Il sistema Zastava ha subito, nel 2001, un’imponente ristrutturazione. Il colosso è stato scomposto in dodici componenti, ciascuna autonoma, e i lavoratori sono stati radicalmente ridotti. La ristrutturazione serviva soprattutto in chiave privatizzazioni. “Alcuni settori, i più appetibili, sono stati privatizzati. Ad esempio il settore che produce attrezzi, la Zastava Alati, è stata comperata dagli sloveni” racconta Dusan Kukic, laurea in economia presso l’Agenzia regionale per lo sviluppo economico con sede a Kragujevac. “Per il resto…”.

Attualmente la stessa Zastava, per precisione la Zastava Oruje -2.600 dipendenti, 5.600 prima della ristrutturazione del 2001- produce armi per la Nato. Un contrasto che stupisce. Da una parte i bombardamenti e un’epopea legata a questi ultimi e dall’altra si producono armamenti per gli stessi che ti hanno bombardato. Chiediamo un commento a Rade Gromovic direttore marketing della Zastava Oruje, gessato elegante e sigarette sottili. Una piccola pausa e un’unica parola, alzando le sopracciglia: “Politika”

Sono in molti, seppur in maniera differente, a non sentirsi responsabili per quanto avvenuto negli ultimi 15 anni.

Ma a Kragujevac si lavora anche per uno sviluppo che prescinda dalla grande industria. Su programmi di questo tipo lavora l’Agenzia regionale per lo sviluppo, organismo istituito grazie a varie agenzie internazionali tra le quali il programma dell’Undp-Unops e l’Agenzia europea per la ricostruzione. Secondo le stime dell’Agenzia sarebbero circa 22 mila i disoccupati a Kragujevac.

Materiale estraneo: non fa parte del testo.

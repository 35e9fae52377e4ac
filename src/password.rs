//! Password strength rules.
//!
//! The rule set is fixed and ordered; the order determines the order in
//! which hint rows are displayed next to the password input. Each rule is
//! reported individually so the host can render a per-rule checklist.

use regex::Regex;
use std::sync::LazyLock;

static MIN_LENGTH_REGEX: LazyLock<Regex> =
	LazyLock::new(|| Regex::new(r".{8,}").expect("MIN_LENGTH_REGEX: invalid regex pattern"));
static UPPERCASE_REGEX: LazyLock<Regex> =
	LazyLock::new(|| Regex::new(r"[A-Z]").expect("UPPERCASE_REGEX: invalid regex pattern"));
static LOWERCASE_REGEX: LazyLock<Regex> =
	LazyLock::new(|| Regex::new(r"[a-z]").expect("LOWERCASE_REGEX: invalid regex pattern"));
static DIGIT_REGEX: LazyLock<Regex> =
	LazyLock::new(|| Regex::new(r"\d").expect("DIGIT_REGEX: invalid regex pattern"));
static SPECIAL_REGEX: LazyLock<Regex> =
	LazyLock::new(|| Regex::new(r"[!@#$%^&*]").expect("SPECIAL_REGEX: invalid regex pattern"));

/// One strength rule with its display label.
#[derive(Debug)]
pub struct PasswordRequirement {
	pub label: &'static str,
	regex: &'static LazyLock<Regex>,
}

impl PasswordRequirement {
	/// Whether the password satisfies this single rule.
	pub fn is_met(&self, password: &str) -> bool {
		self.regex.is_match(password)
	}
}

/// The fixed, ordered strength rule set.
///
/// Index positions are stable: hint rows and
/// [`PasswordStrength::per_rule_results`] entries line up by index.
pub static PASSWORD_REQUIREMENTS: [PasswordRequirement; 5] = [
	PasswordRequirement {
		label: "At least 8 characters",
		regex: &MIN_LENGTH_REGEX,
	},
	PasswordRequirement {
		label: "At least one uppercase letter",
		regex: &UPPERCASE_REGEX,
	},
	PasswordRequirement {
		label: "At least one lowercase letter",
		regex: &LOWERCASE_REGEX,
	},
	PasswordRequirement {
		label: "At least one number",
		regex: &DIGIT_REGEX,
	},
	PasswordRequirement {
		label: "At least one special character (!@#$%^&*)",
		regex: &SPECIAL_REGEX,
	},
];

/// Per-rule evaluation result for a password.
#[derive(Debug, Clone, PartialEq, Eq, Default)]
pub struct PasswordStrength {
	pub all_rules_satisfied: bool,
	/// One entry per [`PASSWORD_REQUIREMENTS`] rule, in rule order.
	pub per_rule_results: Vec<bool>,
}

/// Evaluate every strength rule against the password.
///
/// `per_rule_results` always has exactly five entries, one per rule in
/// [`PASSWORD_REQUIREMENTS`] order; `all_rules_satisfied` is true iff
/// every entry is true.
///
/// # Examples
///
/// ```
/// use formflow::password::validate_password;
///
/// let strength = validate_password("Str0ng!pass");
/// assert!(strength.all_rules_satisfied);
///
/// let weak = validate_password("short");
/// assert!(!weak.all_rules_satisfied);
/// assert_eq!(weak.per_rule_results.len(), 5);
/// ```
pub fn validate_password(password: &str) -> PasswordStrength {
	let per_rule_results: Vec<bool> = PASSWORD_REQUIREMENTS
		.iter()
		.map(|requirement| requirement.is_met(password))
		.collect();
	let all_rules_satisfied = per_rule_results.iter().all(|met| *met);

	PasswordStrength {
		all_rules_satisfied,
		per_rule_results,
	}
}

#[cfg(test)]
mod tests {
	use super::*;
	use rstest::rstest;

	#[rstest]
	#[case("Abcdef1!")]
	#[case("Str0ng!pass")]
	#[case("P@ssw0rdP@ssw0rd")]
	fn test_validate_password_all_rules_met(#[case] password: &str) {
		// Arrange & Act
		let strength = validate_password(password);

		// Assert
		assert!(strength.all_rules_satisfied, "Expected '{password}' to satisfy all rules");
		assert_eq!(strength.per_rule_results, vec![true; 5]);
	}

	#[rstest]
	// index 0: length
	#[case("Ab1!", 0)]
	// index 1: uppercase
	#[case("abcdef1!", 1)]
	// index 2: lowercase
	#[case("ABCDEF1!", 2)]
	// index 3: digit
	#[case("Abcdefg!", 3)]
	// index 4: special character
	#[case("Abcdefg1", 4)]
	fn test_validate_password_single_rule_failure(
		#[case] password: &str,
		#[case] failing_index: usize,
	) {
		// Arrange & Act
		let strength = validate_password(password);

		// Assert
		assert!(!strength.all_rules_satisfied);
		assert!(!strength.per_rule_results[failing_index]);
	}

	#[test]
	fn test_rule_order_is_fixed() {
		let labels: Vec<&str> = PASSWORD_REQUIREMENTS.iter().map(|r| r.label).collect();
		assert_eq!(
			labels,
			vec![
				"At least 8 characters",
				"At least one uppercase letter",
				"At least one lowercase letter",
				"At least one number",
				"At least one special character (!@#$%^&*)",
			]
		);
	}

	#[test]
	fn test_empty_password_fails_every_rule() {
		let strength = validate_password("");
		assert_eq!(strength.per_rule_results, vec![false; 5]);
		assert!(!strength.all_rules_satisfied);
	}

	#[test]
	fn test_special_character_set_is_closed() {
		// '?' is not in the fixed special set
		let strength = validate_password("Abcdefg1?");
		assert!(!strength.per_rule_results[4]);
	}
}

“Occorre che venga cambiato il paradigma e che dalla città ci si sposti in campagna” afferma Cole, alias Branislav Kovacevic, presidente della Koalicija Sumadjie, partito regionalista che fece parte della coalizione Dos, quella in grado, nel 2002, di sconfiggere Slobodan Milosevic.

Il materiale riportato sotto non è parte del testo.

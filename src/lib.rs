//! Form field components with debounced validation and submit aggregation.
//!
//! This crate provides the state, timing, and validation layer of a form
//! UI — rendering stays in the hosting application:
//! - A clock-driven [`Debounced`] primitive that lets a burst of edits
//!   settle into a single validation pass
//! - Pure validators (required, length bounds, pattern, email shape,
//!   password strength) that return a message instead of throwing
//! - Field components (text, email, password, confirm-password,
//!   checkbox, radio, select, file) that own their edit/validation
//!   state machine and report `(name, value)` and `(name, error)` pairs
//!   upward as [`FieldEvent`]s
//! - A [`Form`] aggregator that collects those reports, re-derives
//!   required/pattern errors at submit time, and either blocks
//!   submission or forwards the value map to a caller-supplied handler
//!
//! ## Example
//!
//! ```
//! use formflow::fields::EmailInput;
//! use formflow::{Form, SubmitOutcome};
//! use std::time::{Duration, Instant};
//!
//! let mut form = Form::new();
//! let mut email = EmailInput::new("email").required();
//! form.register(email.descriptor().clone());
//!
//! let t0 = Instant::now();
//! for event in email.input("a@b.com", t0) {
//! 	form.apply(event);
//! }
//! for event in email.tick(t0 + Duration::from_millis(300)) {
//! 	form.apply(event);
//! }
//!
//! let SubmitOutcome::Submitted(values) = form.submit() else {
//! 	panic!("no blocking errors");
//! };
//! assert_eq!(values["email"].as_text(), Some("a@b.com"));
//! ```

pub mod debounce;
pub mod field;
pub mod fields;
pub mod form;
pub mod password;
pub mod validation;

pub use debounce::Debounced;
pub use field::{
	FieldDescriptor, FieldError, FieldEvent, FieldResult, FieldState, FieldValue, FileHandle,
};
pub use form::{Form, FormError, FormResult, SubmitOutcome};
pub use password::{PASSWORD_REQUIREMENTS, PasswordRequirement, PasswordStrength, validate_password};
pub use validation::ValidationRules;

“Lo sviluppo della Serbia non può prescindere dall’agricoltura. Anzi è da questa che deve ripartire. Occorre una profonda riforma agraria, le aziende agricole vanno ripensate e modernizzate. Ci sono troppi appezzamenti piccoli e bisogna uscire dalla produzione di sussistenza”.

La campagna che ha fornito un’ancora di salvataggio in questi anni di crisi ed embarghi come volàno per lo sviluppo.

“La Zastava? Sarebbe stato meglio se i bombardamenti della Nato l’avessero rasa al suolo” aggiunge, polemico verso il peso del “gigante” sullo sviluppo della città.

Entità separate

La fase “bosniaca” della guerra nella ex Jugoslavia inizia all’indomani della dichiarazione di indipendenza della Bosnia Erzegovina, riconosciuta Stato indipendente dall’allora Cee il 6 aprile 1992. Nei soli primi tre mesi di guerra civile si calcolano almeno 40 mila morti. Oggi Bosnia Erzegovina è costituita da due entità, la Federazione BiH (croato-musulmana, 51% del territorio) e la Republika Srpska (serba), più il distretto autonomo della città di Brcko.

La guida del Paese è affidata a una presidenza collegiale composta di un serbo, un croato e un musulmano.

L’attuale unione Serbia-Montenegro nasce invece il 4 febbraio 2003,  in base agli accordi di Belgrado del marzo 2002. È un unione “leggera”, che ha in comune le politiche estera e di sicurezza e prevede una progressiva convergenza economica. Secondo gli accordi l’unione è una “prova” che si esaurirà nel 2006.